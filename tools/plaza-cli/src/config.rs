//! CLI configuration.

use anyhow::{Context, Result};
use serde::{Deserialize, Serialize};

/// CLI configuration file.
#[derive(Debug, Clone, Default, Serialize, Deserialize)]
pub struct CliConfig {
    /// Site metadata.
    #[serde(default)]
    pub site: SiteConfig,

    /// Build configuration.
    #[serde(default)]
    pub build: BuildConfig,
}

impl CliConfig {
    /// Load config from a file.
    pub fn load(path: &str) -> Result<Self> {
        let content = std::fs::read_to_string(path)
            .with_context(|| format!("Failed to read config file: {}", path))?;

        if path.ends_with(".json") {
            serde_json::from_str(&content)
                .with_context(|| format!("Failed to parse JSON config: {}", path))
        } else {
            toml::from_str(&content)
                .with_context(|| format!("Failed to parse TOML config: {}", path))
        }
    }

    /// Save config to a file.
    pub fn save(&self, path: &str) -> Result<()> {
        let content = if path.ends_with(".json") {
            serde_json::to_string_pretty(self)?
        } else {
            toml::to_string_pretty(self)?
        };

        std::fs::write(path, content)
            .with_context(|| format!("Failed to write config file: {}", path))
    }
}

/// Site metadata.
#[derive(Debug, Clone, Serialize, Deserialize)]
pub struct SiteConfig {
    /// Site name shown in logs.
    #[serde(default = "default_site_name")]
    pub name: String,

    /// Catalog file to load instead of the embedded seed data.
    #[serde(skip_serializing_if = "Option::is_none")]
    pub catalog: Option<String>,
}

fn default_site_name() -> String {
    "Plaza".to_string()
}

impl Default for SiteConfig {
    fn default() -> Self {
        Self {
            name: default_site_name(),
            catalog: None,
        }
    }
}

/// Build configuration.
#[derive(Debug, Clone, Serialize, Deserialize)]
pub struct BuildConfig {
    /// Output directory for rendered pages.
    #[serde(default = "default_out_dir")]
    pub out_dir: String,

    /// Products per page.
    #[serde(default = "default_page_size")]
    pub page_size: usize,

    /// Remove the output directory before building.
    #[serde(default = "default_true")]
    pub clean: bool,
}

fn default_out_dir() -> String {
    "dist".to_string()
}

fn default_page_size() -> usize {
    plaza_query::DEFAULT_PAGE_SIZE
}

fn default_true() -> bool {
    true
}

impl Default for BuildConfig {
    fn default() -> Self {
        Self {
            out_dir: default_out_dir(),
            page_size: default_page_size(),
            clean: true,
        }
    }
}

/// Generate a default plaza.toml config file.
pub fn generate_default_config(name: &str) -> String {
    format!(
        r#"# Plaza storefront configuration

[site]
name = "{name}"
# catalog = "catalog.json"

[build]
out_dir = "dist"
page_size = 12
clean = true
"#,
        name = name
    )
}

---+---

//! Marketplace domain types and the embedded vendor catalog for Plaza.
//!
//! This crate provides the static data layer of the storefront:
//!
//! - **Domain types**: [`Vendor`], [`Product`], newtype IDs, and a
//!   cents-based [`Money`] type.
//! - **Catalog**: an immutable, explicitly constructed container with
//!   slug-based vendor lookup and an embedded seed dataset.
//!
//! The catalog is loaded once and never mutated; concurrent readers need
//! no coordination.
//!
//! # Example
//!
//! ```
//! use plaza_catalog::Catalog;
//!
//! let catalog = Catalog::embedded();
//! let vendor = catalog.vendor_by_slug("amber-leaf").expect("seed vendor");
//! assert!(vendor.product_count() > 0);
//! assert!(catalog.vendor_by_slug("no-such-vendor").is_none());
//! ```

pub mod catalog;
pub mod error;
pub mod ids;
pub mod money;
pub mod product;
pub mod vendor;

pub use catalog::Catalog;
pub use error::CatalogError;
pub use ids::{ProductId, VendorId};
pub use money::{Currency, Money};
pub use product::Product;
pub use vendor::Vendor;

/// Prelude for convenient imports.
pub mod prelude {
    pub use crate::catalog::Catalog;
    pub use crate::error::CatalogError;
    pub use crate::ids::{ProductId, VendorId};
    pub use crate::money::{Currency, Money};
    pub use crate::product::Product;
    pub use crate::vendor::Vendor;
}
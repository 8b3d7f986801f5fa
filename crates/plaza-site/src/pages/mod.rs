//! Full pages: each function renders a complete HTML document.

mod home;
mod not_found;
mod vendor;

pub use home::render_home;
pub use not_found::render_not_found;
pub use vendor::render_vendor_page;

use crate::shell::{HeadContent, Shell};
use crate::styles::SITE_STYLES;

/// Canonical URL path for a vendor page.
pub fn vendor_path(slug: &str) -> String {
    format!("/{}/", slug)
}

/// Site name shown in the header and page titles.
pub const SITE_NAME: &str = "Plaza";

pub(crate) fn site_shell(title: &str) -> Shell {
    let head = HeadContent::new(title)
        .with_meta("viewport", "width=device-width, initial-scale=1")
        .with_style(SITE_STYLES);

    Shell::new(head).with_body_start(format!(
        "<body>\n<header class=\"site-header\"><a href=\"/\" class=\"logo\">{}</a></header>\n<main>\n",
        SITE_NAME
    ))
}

---+---

## What the task requires
For each line of the material that includes the word "VendorId", make a copy.

## Task output
pub use ids::{ProductId, VendorId};
    pub use crate::ids::{ProductId, VendorId};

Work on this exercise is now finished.